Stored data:
........

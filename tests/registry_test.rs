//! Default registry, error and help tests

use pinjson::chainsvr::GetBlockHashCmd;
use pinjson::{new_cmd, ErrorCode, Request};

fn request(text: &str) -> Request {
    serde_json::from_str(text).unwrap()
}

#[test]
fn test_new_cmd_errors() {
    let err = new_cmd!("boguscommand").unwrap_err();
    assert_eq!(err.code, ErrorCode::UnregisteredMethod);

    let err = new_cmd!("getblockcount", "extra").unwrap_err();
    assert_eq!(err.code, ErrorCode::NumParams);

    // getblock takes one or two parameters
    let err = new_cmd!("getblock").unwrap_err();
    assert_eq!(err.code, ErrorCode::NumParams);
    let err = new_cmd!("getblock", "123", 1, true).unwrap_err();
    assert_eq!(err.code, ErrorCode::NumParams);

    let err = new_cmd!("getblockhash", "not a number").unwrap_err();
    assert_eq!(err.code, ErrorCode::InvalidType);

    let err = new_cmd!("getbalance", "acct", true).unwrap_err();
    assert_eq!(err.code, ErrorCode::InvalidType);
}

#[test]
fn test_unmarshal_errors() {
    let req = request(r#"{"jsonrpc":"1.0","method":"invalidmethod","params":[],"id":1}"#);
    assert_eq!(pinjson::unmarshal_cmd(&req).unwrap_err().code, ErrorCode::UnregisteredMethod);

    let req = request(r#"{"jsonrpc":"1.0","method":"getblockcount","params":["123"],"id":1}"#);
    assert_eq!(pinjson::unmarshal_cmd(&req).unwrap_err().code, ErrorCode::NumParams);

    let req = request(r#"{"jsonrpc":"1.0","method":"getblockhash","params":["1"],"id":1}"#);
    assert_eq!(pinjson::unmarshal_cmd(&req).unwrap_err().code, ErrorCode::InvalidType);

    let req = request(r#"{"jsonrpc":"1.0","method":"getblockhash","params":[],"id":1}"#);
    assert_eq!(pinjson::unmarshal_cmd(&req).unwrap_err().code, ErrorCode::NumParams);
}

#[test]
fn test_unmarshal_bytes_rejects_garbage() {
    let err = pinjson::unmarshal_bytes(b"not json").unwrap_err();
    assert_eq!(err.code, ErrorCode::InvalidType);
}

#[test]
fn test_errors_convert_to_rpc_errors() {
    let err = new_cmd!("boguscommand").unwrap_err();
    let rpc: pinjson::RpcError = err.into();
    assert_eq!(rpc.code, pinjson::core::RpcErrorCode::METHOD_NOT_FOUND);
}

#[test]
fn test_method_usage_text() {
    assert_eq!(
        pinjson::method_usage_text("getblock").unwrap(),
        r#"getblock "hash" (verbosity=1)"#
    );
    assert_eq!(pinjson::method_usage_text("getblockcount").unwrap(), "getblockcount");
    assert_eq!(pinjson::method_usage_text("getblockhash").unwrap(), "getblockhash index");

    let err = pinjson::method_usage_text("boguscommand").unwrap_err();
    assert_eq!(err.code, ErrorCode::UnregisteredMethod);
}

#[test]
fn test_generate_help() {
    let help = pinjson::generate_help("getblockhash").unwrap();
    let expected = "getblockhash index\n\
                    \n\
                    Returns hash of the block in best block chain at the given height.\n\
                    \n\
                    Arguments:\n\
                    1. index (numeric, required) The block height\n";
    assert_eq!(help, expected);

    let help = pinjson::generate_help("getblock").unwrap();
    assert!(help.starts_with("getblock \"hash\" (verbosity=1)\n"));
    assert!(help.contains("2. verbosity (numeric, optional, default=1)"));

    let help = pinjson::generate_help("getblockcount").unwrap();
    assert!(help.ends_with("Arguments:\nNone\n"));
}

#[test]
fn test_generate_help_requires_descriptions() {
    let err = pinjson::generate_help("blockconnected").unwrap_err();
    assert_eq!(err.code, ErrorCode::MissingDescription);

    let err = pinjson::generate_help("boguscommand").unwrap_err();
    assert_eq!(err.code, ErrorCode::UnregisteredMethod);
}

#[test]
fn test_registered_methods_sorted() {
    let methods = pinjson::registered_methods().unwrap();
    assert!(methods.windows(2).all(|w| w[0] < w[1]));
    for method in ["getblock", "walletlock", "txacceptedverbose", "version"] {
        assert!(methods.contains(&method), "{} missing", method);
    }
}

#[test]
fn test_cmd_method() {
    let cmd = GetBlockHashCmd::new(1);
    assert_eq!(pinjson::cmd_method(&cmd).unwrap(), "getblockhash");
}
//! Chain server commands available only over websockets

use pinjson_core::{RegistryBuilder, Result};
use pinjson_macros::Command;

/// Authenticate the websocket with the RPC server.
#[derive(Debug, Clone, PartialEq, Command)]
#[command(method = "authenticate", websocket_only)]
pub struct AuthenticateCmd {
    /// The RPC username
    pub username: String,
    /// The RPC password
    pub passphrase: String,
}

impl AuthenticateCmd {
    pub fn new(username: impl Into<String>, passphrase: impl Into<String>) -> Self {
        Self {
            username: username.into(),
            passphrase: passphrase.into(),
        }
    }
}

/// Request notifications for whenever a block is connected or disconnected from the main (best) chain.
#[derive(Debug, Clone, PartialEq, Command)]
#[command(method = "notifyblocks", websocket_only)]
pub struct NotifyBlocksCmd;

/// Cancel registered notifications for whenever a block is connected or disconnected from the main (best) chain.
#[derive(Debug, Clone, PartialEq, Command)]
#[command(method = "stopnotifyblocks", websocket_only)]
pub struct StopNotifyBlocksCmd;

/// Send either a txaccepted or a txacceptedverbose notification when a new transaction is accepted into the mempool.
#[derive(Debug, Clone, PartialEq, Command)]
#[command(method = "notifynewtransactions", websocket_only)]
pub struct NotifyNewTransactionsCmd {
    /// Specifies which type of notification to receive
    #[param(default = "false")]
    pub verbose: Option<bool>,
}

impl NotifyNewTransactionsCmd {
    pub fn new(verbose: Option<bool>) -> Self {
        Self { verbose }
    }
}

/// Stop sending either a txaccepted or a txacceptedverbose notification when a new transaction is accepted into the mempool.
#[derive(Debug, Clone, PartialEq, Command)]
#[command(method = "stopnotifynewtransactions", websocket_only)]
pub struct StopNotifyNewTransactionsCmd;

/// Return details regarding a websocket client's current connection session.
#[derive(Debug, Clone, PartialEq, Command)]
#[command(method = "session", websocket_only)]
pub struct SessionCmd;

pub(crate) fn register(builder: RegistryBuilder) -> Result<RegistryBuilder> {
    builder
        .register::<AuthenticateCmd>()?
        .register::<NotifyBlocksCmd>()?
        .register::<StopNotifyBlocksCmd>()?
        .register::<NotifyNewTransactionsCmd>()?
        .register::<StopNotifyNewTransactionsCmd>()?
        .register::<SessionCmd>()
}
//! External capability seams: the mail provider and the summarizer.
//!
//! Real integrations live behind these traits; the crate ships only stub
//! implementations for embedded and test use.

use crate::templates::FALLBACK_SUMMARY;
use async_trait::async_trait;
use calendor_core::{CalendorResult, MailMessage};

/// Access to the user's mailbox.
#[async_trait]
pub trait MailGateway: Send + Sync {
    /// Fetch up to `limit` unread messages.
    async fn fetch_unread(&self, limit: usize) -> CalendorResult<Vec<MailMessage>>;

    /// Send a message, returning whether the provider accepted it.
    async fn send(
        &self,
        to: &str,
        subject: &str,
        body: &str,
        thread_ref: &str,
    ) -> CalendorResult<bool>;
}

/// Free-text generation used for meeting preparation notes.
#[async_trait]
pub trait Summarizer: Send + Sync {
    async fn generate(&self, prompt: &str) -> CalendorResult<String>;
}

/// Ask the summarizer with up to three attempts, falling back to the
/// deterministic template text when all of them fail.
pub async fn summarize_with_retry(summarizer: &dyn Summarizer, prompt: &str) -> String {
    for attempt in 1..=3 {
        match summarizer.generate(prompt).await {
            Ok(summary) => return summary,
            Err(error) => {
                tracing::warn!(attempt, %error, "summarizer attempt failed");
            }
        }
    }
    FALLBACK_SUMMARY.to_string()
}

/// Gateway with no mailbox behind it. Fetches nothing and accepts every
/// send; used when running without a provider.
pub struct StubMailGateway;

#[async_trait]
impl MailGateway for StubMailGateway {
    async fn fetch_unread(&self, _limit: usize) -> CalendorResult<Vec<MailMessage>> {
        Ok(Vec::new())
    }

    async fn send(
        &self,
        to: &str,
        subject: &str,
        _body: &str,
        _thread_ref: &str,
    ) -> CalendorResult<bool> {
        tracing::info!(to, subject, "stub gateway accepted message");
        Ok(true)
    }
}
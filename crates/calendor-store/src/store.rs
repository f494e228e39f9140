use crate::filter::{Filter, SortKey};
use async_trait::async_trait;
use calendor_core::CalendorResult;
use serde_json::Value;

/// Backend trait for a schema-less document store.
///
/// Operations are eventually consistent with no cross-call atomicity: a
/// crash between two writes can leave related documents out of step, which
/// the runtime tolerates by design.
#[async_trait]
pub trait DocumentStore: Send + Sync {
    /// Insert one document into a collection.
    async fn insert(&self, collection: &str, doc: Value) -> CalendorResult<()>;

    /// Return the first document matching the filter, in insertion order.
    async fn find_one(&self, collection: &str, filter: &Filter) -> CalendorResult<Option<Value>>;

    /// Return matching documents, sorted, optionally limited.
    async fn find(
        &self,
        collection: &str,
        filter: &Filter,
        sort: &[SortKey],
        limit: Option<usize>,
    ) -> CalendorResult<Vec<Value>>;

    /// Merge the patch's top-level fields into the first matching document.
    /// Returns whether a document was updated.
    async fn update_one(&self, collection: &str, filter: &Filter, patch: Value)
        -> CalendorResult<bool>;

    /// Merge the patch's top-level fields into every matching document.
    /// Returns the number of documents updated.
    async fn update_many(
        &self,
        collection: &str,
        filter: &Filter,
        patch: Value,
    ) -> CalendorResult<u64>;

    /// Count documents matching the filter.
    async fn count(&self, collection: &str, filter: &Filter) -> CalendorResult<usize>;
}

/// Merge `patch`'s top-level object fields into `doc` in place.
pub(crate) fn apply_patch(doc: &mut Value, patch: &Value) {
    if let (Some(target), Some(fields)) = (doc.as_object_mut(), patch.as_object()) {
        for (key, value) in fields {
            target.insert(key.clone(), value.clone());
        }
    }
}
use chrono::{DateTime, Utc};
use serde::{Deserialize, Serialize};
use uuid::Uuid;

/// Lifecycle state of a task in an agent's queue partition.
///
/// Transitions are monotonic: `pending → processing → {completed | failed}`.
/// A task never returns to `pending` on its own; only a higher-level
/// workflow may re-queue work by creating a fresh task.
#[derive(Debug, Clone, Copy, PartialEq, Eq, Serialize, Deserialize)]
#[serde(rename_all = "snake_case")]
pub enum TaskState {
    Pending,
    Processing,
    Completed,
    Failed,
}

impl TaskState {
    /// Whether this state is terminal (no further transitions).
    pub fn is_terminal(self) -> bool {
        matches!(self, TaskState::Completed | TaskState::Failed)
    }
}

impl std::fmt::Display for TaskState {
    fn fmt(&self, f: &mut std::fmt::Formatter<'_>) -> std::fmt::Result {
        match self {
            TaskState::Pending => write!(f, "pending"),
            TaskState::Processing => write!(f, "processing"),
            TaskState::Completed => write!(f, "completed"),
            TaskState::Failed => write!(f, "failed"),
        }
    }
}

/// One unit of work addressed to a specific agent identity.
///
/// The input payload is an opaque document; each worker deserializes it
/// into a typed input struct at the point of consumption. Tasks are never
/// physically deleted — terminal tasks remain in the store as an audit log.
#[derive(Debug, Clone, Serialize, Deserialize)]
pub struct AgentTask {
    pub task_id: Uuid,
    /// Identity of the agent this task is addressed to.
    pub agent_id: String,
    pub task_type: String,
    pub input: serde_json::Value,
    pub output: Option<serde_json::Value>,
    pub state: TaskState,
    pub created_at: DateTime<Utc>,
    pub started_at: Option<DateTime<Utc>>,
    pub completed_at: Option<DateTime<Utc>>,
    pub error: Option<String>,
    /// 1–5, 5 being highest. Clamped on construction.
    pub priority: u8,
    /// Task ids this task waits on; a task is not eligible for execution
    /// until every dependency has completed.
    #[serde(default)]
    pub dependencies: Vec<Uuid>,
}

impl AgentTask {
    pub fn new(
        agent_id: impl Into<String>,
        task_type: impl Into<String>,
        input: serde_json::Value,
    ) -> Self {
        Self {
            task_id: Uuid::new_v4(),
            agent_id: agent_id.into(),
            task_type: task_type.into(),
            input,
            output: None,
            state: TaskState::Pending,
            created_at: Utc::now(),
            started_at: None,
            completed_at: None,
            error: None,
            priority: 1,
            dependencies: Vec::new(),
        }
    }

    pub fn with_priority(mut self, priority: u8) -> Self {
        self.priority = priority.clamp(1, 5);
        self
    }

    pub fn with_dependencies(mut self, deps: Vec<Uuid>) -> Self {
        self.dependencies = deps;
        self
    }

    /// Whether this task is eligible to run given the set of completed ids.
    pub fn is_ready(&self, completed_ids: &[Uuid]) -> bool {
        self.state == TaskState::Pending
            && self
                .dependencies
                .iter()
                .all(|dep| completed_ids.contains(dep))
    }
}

........

HOW TO COMPLETE THIS TASK ▸ Set down the lines of the records exactly, from the first one through the line containing "or two parameters", and add nothing else.

TASK RESPONSE ▸
filename tests/registry_test.rs
//! Default registry, error and help tests

use pinjson::chainsvr::GetBlockHashCmd;
use pinjson::{new_cmd, ErrorCode, Request};

fn request(text: &str) -> Request {
    serde_json::from_str(text).unwrap()
}

#[test]
fn test_new_cmd_errors() {
    let err = new_cmd!("boguscommand").unwrap_err();
    assert_eq!(err.code, ErrorCode::UnregisteredMethod);

    let err = new_cmd!("getblockcount", "extra").unwrap_err();
    assert_eq!(err.code, ErrorCode::NumParams);

    // getblock takes one or two parameters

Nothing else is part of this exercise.